31 juillet 2006

la vie est subtile

Pour en terminer - temporairement - avec Roland Barthes, un extrait de sa Leçon inaugurale au Collège de France (1977) qui concerne les rapports entre science et littérature, l'un des propos de ce blog :

medium_bataille_argonne1.jpgLa littérature prend en charge beaucoup de savoirs. […] Cependant, en cela véritablement encyclopédique, la littérature fait tourner les savoirs, elle n'en fixe, elle n'en fétichise aucun ; elle leur donne une place indirecte, et cet indirect est précieux. D'une part, il permet de désigner des savoirs possibles - insoupçonnés, inaccomplis : la littérature travaille dans les interstices de la science : elle est toujours en retard ou en avance sur elle, semblable à la pierre de Bologne, qui irradie la nuit ce qu'elle a emmagasiné pendant la journée, et par cette lueur indirecte illumine le jour nouveau qui vient. La science est grossière, la vie est subtile, et c'est pour corriger cette distance que la littérature nous importe. D'autre part, le savoir qu'elle mobilise n'est jamais entier ni dernier ; la littérature ne dit pas qu'elle sait quelque chose, mais qu'elle sait de quelque chose ; ou mieux : qu'elle en sait quelque chose - qu'elle en sait long sur les hommes. Ce qu'elle connaît des hommes, c'est ce qu'on pourrait appeler le grand gâchis du langage, qu'ils travaillent et qui les travaille, soit qu'elle reproduise la diversité des sociolectes, soit qu'à partir de cette diversité, dont elle ressent le déchirement, elle imagine et cherche à élaborer un langage-limite qui en serait le degré-zéro. Parce qu'elle met en scène le langage, au lieu, simplement, de l'utiliser, elle égrène le savoir dans le rouage de la réflexivité infinie ; à travers l'écriture, le savoir réfléchit sans cesse sur le savoir, selon un discours qui n'est plus épistémologique, mais dramatique.

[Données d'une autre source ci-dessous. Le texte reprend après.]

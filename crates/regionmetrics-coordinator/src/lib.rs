//! # regionmetrics-coordinator
//!
//! Refresh pipeline on top of the core ports:
//!
//! - [`coordinator`]: cached record, fixed-interval refresh, listener fan-out
//! - [`sensor`]: the nine reading entities of an entry
//! - [`appender`]: long-term statistics recording
//! - [`setup`]: operator setup validation
//! - [`registry`]: running entries keyed by entry id

pub mod appender;
pub mod coordinator;
pub mod registry;
pub mod sensor;
pub mod setup;

#[cfg(test)]
pub(crate) mod testing;
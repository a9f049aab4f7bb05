//! Reading entities for one configured entry.
//!
//! Projects each refreshed record onto the catalog and keeps the resulting
//! readings for presentation layers.

use async_trait::async_trait;
use parking_lot::RwLock;
use regionmetrics_core::error::CoreError;
use regionmetrics_core::models::catalog::{MetricCatalogEntry, CATALOG};
use regionmetrics_core::models::reading::{DeviceInfo, Reading};
use regionmetrics_core::models::region::RegionRecord;
use regionmetrics_core::ports::listener::UpdateListener;
use regionmetrics_core::projection::project;
use tracing::debug;

/// The nine readings of one entry, updated on every successful refresh.
pub struct RegionSensors {
    entry_id: String,
    device: DeviceInfo,
    readings: RwLock<Vec<Reading>>,
}

impl RegionSensors {
    pub fn new(entry_id: &str, region_id: &str, region_name: Option<&str>) -> Self {
        let readings = CATALOG
            .iter()
            .map(|entry| empty_reading(entry_id, entry))
            .collect();

        Self {
            entry_id: entry_id.to_string(),
            device: DeviceInfo::for_entry(entry_id, region_id, region_name),
            readings: RwLock::new(readings),
        }
    }

    pub fn device(&self) -> &DeviceInfo {
        &self.device
    }

    /// Snapshot of every reading in catalog order.
    pub fn readings(&self) -> Vec<Reading> {
        self.readings.read().clone()
    }

    pub fn reading(&self, key: &str) -> Option<Reading> {
        self.readings.read().iter().find(|r| r.key == key).cloned()
    }

    /// Apply a record. Keys missing from the record become unavailable.
    pub fn apply(&self, record: &RegionRecord) {
        let updated: Vec<Reading> = project(record, &CATALOG)
            .into_iter()
            .map(|(entry, value)| Reading {
                value,
                last_updated: Some(record.fetched_at),
                ..empty_reading(&self.entry_id, entry)
            })
            .collect();

        let available = updated.iter().filter(|r| r.available()).count();
        *self.readings.write() = updated;
        debug!(
            "[{}] readings updated: {available}/{} available",
            self.entry_id,
            CATALOG.len()
        );
    }
}

fn empty_reading(entry_id: &str, entry: &MetricCatalogEntry) -> Reading {
    Reading {
        unique_id: format!("{entry_id}_{}", entry.key),
        key: entry.key,
        name: entry.name,
        unit: entry.unit,
        category: entry.category,
        icon: entry.icon,
        value: None,
        last_updated: None,
    }
}

#[async_trait]
impl UpdateListener for RegionSensors {
    fn name(&self) -> &str {
        "sensors"
    }

    async fn on_update(&self, record: &RegionRecord) -> Result<(), CoreError> {
        self.apply(record);
        Ok(())
    }
}
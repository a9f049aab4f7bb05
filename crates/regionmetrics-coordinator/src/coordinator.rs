//! Refresh coordinator.
//!
//! Owns the last-known-good region record, drives the fixed-interval refresh
//! loop and fans successful refreshes out to registered listeners.
//!
//! State machine: `Uninitialized → Ready ⇄ Stale`. A failed refresh keeps the
//! previous record visible and records the error; the next attempt happens on
//! the normal interval.

use chrono::{DateTime, Utc};
use futures::FutureExt;
use parking_lot::RwLock;
use regionmetrics_core::error::CoreError;
use regionmetrics_core::models::region::RegionRecord;
use regionmetrics_core::ports::fetcher::MetricsFetcher;
use regionmetrics_core::ports::listener::UpdateListener;
use std::panic::AssertUnwindSafe;
use std::sync::atomic::{AtomicBool, Ordering};
use std::sync::Arc;
use std::time::Duration;
use tokio::sync::watch;
use tokio::time::MissedTickBehavior;
use tracing::{debug, error, info, warn};

/// Coordinator lifecycle state
#[derive(Debug, Clone, Copy, PartialEq, Eq)]
pub enum CoordinatorState {
    /// No refresh has succeeded yet
    Uninitialized,
    /// The latest refresh succeeded
    Ready,
    /// The latest refresh failed; the previous record is still served
    Stale,
}

/// Diagnostic snapshot of the coordinator
#[derive(Debug, Clone, PartialEq)]
pub struct CoordinatorStatus {
    pub state: CoordinatorState,
    pub last_success: Option<DateTime<Utc>>,
    pub last_error: Option<String>,
    pub consecutive_failures: u32,
}

/// Result of one refresh attempt
#[derive(Debug, Clone, PartialEq, Eq)]
pub enum RefreshOutcome {
    /// Cache replaced and listeners notified
    Updated {
        /// Listeners that returned an error or panicked
        listener_failures: usize,
    },
    /// Fetch failed; cache untouched
    Failed { error: String, retryable: bool },
    /// Another refresh was already in flight
    Coalesced,
}

#[derive(Debug, Default)]
struct CachedState {
    record: Option<Arc<RegionRecord>>,
    last_success: Option<DateTime<Utc>>,
    last_error: Option<String>,
    consecutive_failures: u32,
}

/// Clears the in-flight flag when the refresh finishes, however it finishes.
struct InFlightGuard<'a>(&'a AtomicBool);

impl Drop for InFlightGuard<'_> {
    fn drop(&mut self) {
        self.0.store(false, Ordering::Release);
    }
}

/// Refresh coordinator for one configured region
pub struct RefreshCoordinator {
    /// Name used in logs (entry title)
    name: String,
    region_id: String,
    fetcher: Arc<dyn MetricsFetcher>,
    interval: Duration,
    cache: RwLock<CachedState>,
    listeners: RwLock<Vec<Arc<dyn UpdateListener>>>,
    in_flight: AtomicBool,
}

impl RefreshCoordinator {
    pub fn new(
        name: impl Into<String>,
        region_id: impl Into<String>,
        fetcher: Arc<dyn MetricsFetcher>,
        interval: Duration,
    ) -> Self {
        Self {
            name: name.into(),
            region_id: region_id.into(),
            fetcher,
            interval,
            cache: RwLock::new(CachedState::default()),
            listeners: RwLock::new(Vec::new()),
            in_flight: AtomicBool::new(false),
        }
    }

    pub fn region_id(&self) -> &str {
        &self.region_id
    }

    pub fn interval(&self) -> Duration {
        self.interval
    }

    /// Append a listener. Listeners are notified in registration order.
    pub fn register_listener(&self, listener: Arc<dyn UpdateListener>) {
        debug!("[{}] listener registered: {}", self.name, listener.name());
        self.listeners.write().push(listener);
    }

    pub fn listener_count(&self) -> usize {
        self.listeners.read().len()
    }

    /// Last successfully fetched record.
    pub fn current(&self) -> Option<Arc<RegionRecord>> {
        self.cache.read().record.clone()
    }

    pub fn status(&self) -> CoordinatorStatus {
        let cache = self.cache.read();
        let state = match (&cache.record, &cache.last_error) {
            (None, _) => CoordinatorState::Uninitialized,
            (Some(_), None) => CoordinatorState::Ready,
            (Some(_), Some(_)) => CoordinatorState::Stale,
        };
        CoordinatorStatus {
            state,
            last_success: cache.last_success,
            last_error: cache.last_error.clone(),
            consecutive_failures: cache.consecutive_failures,
        }
    }

    /// Blocking first fetch.
    ///
    /// The entry only comes up when this succeeds; the error is returned to the
    /// caller instead of being absorbed into stale state.
    pub async fn first_refresh(&self) -> Result<Arc<RegionRecord>, CoreError> {
        let _guard = self.try_begin().ok_or_else(|| {
            CoreError::Internal(format!("[{}] refresh already in flight", self.name))
        })?;

        match self.fetcher.fetch(&self.region_id).await {
            Ok(record) => {
                let record = self.store_success(record);
                info!("[{}] first refresh succeeded", self.name);
                self.notify(&record).await;
                Ok(record)
            }
            Err(e) => {
                self.store_failure(&e);
                error!("[{}] first refresh failed: {e}", self.name);
                Err(e)
            }
        }
    }

    /// One refresh attempt.
    ///
    /// Coalesces with an in-flight attempt instead of queueing behind it.
    pub async fn refresh(&self) -> RefreshOutcome {
        let Some(_guard) = self.try_begin() else {
            debug!("[{}] refresh already in flight, coalescing", self.name);
            return RefreshOutcome::Coalesced;
        };

        match self.fetcher.fetch(&self.region_id).await {
            Ok(record) => {
                let record = self.store_success(record);
                debug!(
                    "[{}] refresh succeeded: {} metric(s)",
                    self.name,
                    record.metrics.len()
                );
                let listener_failures = self.notify(&record).await;
                RefreshOutcome::Updated { listener_failures }
            }
            Err(e) => {
                let failures = self.store_failure(&e);
                let retryable = e.is_retryable();
                if retryable {
                    warn!(
                        "[{}] refresh failed ({failures} in a row), serving cached data: {e}",
                        self.name
                    );
                } else {
                    error!(
                        "[{}] refresh hit an unexpected error, serving cached data: {e}",
                        self.name
                    );
                }
                RefreshOutcome::Failed {
                    error: e.to_string(),
                    retryable,
                }
            }
        }
    }

    /// Manual refresh request from the host.
    pub async fn request_refresh(&self) -> RefreshOutcome {
        info!("[{}] manual refresh requested", self.name);
        self.refresh().await
    }

    /// Background loop: one refresh per interval until shutdown.
    ///
    /// The first tick fires one interval after start since `first_refresh`
    /// has just populated the cache. Shutdown is only observed between
    /// refreshes, so an in-flight fetch runs to completion or timeout.
    pub async fn run(self: Arc<Self>, mut shutdown_rx: watch::Receiver<bool>) {
        info!(
            "[{}] refresh loop started: interval={}s",
            self.name,
            self.interval.as_secs()
        );

        let start = tokio::time::Instant::now() + self.interval;
        let mut ticker = tokio::time::interval_at(start, self.interval);
        ticker.set_missed_tick_behavior(MissedTickBehavior::Delay);

        loop {
            tokio::select! {
                _ = ticker.tick() => {
                    self.refresh().await;
                }
                changed = shutdown_rx.changed() => {
                    if changed.is_err() || *shutdown_rx.borrow() {
                        break;
                    }
                }
            }
        }

        info!("[{}] refresh loop stopped", self.name);
    }

    fn try_begin(&self) -> Option<InFlightGuard<'_>> {
        self.in_flight
            .compare_exchange(false, true, Ordering::AcqRel, Ordering::Acquire)
            .ok()
            .map(|_| InFlightGuard(&self.in_flight))
    }

    fn store_success(&self, record: RegionRecord) -> Arc<RegionRecord> {
        let record = Arc::new(record);
        let mut cache = self.cache.write();
        cache.last_success = Some(record.fetched_at);
        cache.record = Some(record.clone());
        cache.last_error = None;
        cache.consecutive_failures = 0;
        record
    }

    fn store_failure(&self, error: &CoreError) -> u32 {
        let mut cache = self.cache.write();
        cache.last_error = Some(error.to_string());
        cache.consecutive_failures = cache.consecutive_failures.saturating_add(1);
        cache.consecutive_failures
    }

    /// Deliver `record` to every listener in order. Returns the failure count.
    async fn notify(&self, record: &RegionRecord) -> usize {
        let listeners: Vec<Arc<dyn UpdateListener>> = self.listeners.read().clone();
        let mut failures = 0;

        for listener in listeners {
            let delivery = AssertUnwindSafe(listener.on_update(record)).catch_unwind();
            match delivery.await {
                Ok(Ok(())) => {}
                Ok(Err(e)) => {
                    failures += 1;
                    warn!("[{}] listener {} failed: {e}", self.name, listener.name());
                }
                Err(_) => {
                    failures += 1;
                    error!("[{}] listener {} panicked", self.name, listener.name());
                }
            }
        }

        failures
    }
}
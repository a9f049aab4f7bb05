//! # regionmetrics-core
//!
//! Domain models, port traits and error types shared by every regionmetrics crate.
//!
//! ## Layout
//!
//! - [`models`]: region records, the metric catalog, readings, statistic points
//! - [`ports`]: hexagonal ports implemented by adapter crates (async_trait)
//! - [`projection`]: record → reading projection over the catalog
//! - [`error`]: core error type (thiserror)
//! - [`config`]: application configuration structs
//! - [`config_manager`]: config file load/save

pub mod config;
pub mod config_manager;
pub mod error;
pub mod models;
pub mod ports;
pub mod projection;
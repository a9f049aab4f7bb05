//! Observable reading exposed to presentation layers.

use chrono::{DateTime, Utc};
use serde::Serialize;

use super::catalog::{Category, Unit};

/// Current state of one reading.
#[derive(Debug, Clone, PartialEq, Serialize)]
pub struct Reading {
    /// Unique id: `{entry_id}_{metric_key}`
    pub unique_id: String,
    pub key: &'static str,
    pub name: &'static str,
    pub unit: Unit,
    pub category: Category,
    pub icon: &'static str,
    /// Last projected value (`None` when the record lacked the key)
    pub value: Option<f64>,
    /// Time of the refresh that produced `value`
    pub last_updated: Option<DateTime<Utc>>,
}

impl Reading {
    /// A reading is available when the latest record carried a value for it.
    pub fn available(&self) -> bool {
        self.value.is_some()
    }
}

/// Device grouping metadata shared by the readings of one entry.
#[derive(Debug, Clone, PartialEq, Eq, Serialize)]
pub struct DeviceInfo {
    /// Identifier: the entry id
    pub identifier: String,
    pub name: String,
    pub manufacturer: &'static str,
    pub model: &'static str,
}

impl DeviceInfo {
    pub fn for_entry(entry_id: &str, region_id: &str, region_name: Option<&str>) -> Self {
        Self {
            identifier: entry_id.to_string(),
            name: format!("Starlink Region {}", region_name.unwrap_or(region_id)),
            manufacturer: "Starlink",
            model: "Regional Metrics",
        }
    }
}
//! Coordinator update listener port.

use async_trait::async_trait;

use crate::error::CoreError;
use crate::models::region::RegionRecord;

/// Reader notified once per successful refresh.
///
/// Errors returned here are logged by the coordinator and never abort delivery
/// to the listeners registered after this one.
#[async_trait]
pub trait UpdateListener: Send + Sync {
    /// Name used in diagnostics
    fn name(&self) -> &str;

    /// Handle a freshly cached record.
    async fn on_update(&self, record: &RegionRecord) -> Result<(), CoreError>;
}
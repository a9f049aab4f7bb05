//! Port interfaces (traits).
//!
//! Adapter crates implement these and `regionmetrics-app` wires them together
//! as `Arc<dyn T>`. Async traits use `async_trait` for object safety.

pub mod fetcher;
pub mod listener;
pub mod statistics;
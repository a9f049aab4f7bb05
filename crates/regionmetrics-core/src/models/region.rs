//! Upstream metrics document and the per-region record extracted from it.

use chrono::{DateTime, SubsecRound, Utc};
use serde::{Deserialize, Serialize};
use std::collections::{BTreeMap, HashMap};

use crate::error::CoreError;

/// Published metrics document.
///
/// Both mappings are keyed by region identifier. Either may be missing.
#[derive(Debug, Clone, Default, Deserialize)]
pub struct MetricsDocument {
    /// Country-level metrics
    #[serde(rename = "admin0Metrics", default)]
    pub admin0_metrics: HashMap<String, serde_json::Value>,
    /// Subdivision-level metrics
    #[serde(rename = "admin1Metrics", default)]
    pub admin1_metrics: HashMap<String, serde_json::Value>,
}

impl MetricsDocument {
    /// Parse a document from a JSON body.
    pub fn from_slice(body: &[u8]) -> Result<Self, CoreError> {
        serde_json::from_slice(body)
            .map_err(|e| CoreError::FetchFailed(format!("malformed metrics document: {e}")))
    }

    /// Extract one region's record.
    ///
    /// `admin0Metrics` is checked before `admin1Metrics`; the first mapping that
    /// contains `region_id` wins even if the other one also has it.
    pub fn region_record(&self, region_id: &str) -> Result<RegionRecord, CoreError> {
        let raw = self
            .admin0_metrics
            .get(region_id)
            .or_else(|| self.admin1_metrics.get(region_id))
            .ok_or_else(|| CoreError::RegionNotFound {
                region_id: region_id.to_string(),
            })?;

        RegionRecord::from_value(region_id, raw)
    }

    /// Whether the region exists in either mapping.
    pub fn contains_region(&self, region_id: &str) -> bool {
        self.admin0_metrics.contains_key(region_id) || self.admin1_metrics.contains_key(region_id)
    }
}

/// Percentile metrics for one region at one successful fetch.
///
/// Non-numeric and `null` values from the upstream document are dropped, so a
/// key missing from `metrics` means the reading is unavailable.
#[derive(Debug, Clone, PartialEq, Serialize, Deserialize)]
pub struct RegionRecord {
    /// Region identifier from the entry configuration
    pub region_id: String,
    /// metric key → value
    pub metrics: BTreeMap<String, f64>,
    /// When the record was fetched, at millisecond precision
    pub fetched_at: DateTime<Utc>,
}

impl RegionRecord {
    /// Create a record stamped with the current time.
    ///
    /// The stamp is truncated to milliseconds, the resolution statistics are
    /// stored at.
    pub fn new(region_id: impl Into<String>, metrics: BTreeMap<String, f64>) -> Self {
        Self {
            region_id: region_id.into(),
            metrics,
            fetched_at: Utc::now().trunc_subsecs(3),
        }
    }

    fn from_value(region_id: &str, raw: &serde_json::Value) -> Result<Self, CoreError> {
        if raw.is_null() {
            return Err(CoreError::RegionNotFound {
                region_id: region_id.to_string(),
            });
        }

        let object = raw.as_object().ok_or_else(|| {
            CoreError::FetchFailed(format!("metrics for region {region_id} are not an object"))
        })?;

        let metrics = object
            .iter()
            .filter_map(|(key, value)| value.as_f64().map(|v| (key.clone(), v)))
            .collect();

        Ok(Self::new(region_id, metrics))
    }

    /// Value for one metric key, if present.
    pub fn get(&self, key: &str) -> Option<f64> {
        self.metrics.get(key).copied()
    }
}
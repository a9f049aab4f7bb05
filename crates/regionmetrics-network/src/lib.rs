//! # regionmetrics-network
//!
//! HTTP adapter for the published metrics document.
//!
//! ```rust,ignore
//! use regionmetrics_network::http_fetcher::HttpMetricsFetcher;
//!
//! let fetcher = HttpMetricsFetcher::new(DEFAULT_METRICS_URL, Duration::from_secs(30))?;
//! let record = fetcher.fetch("US").await?;
//! ```

pub mod http_fetcher;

Roland Barthes, Leçon, Seuil, 1978 (OEuvres complètes, Seuil, 2005, V, p. 433-434)

Commentaires

accessoirement vous allez me faire aimer Magritte, qui m'a toujours paru surestimé surtout par lui même. Il est évident que la literrature ne peut être la science, trop vase, spécialisée et complexe mais que celle ci utilise les mots. Utilisés aussi dans la communication, avec une dégradation accélérée. Je ne sais pas si la solution est l'élaboration d'un langage limite, degré zéro. Je penserai plutôt que, comme toujours, elle est dans l'élaboration d'un langage propre à chaque écrivain, à la fois son mode d'expression et son identité

Écrit par : brigetoun | 31 juillet 2006

je ne suis pas toujours sûre non plus d'aimer Magritte, mais nombre de ses tableaux me touchent, ce qui n'est déjà pas si mal ... rien que pour vous, j'en mets encore un aujourd'hui (qui plus est, en rapport avec le sujet)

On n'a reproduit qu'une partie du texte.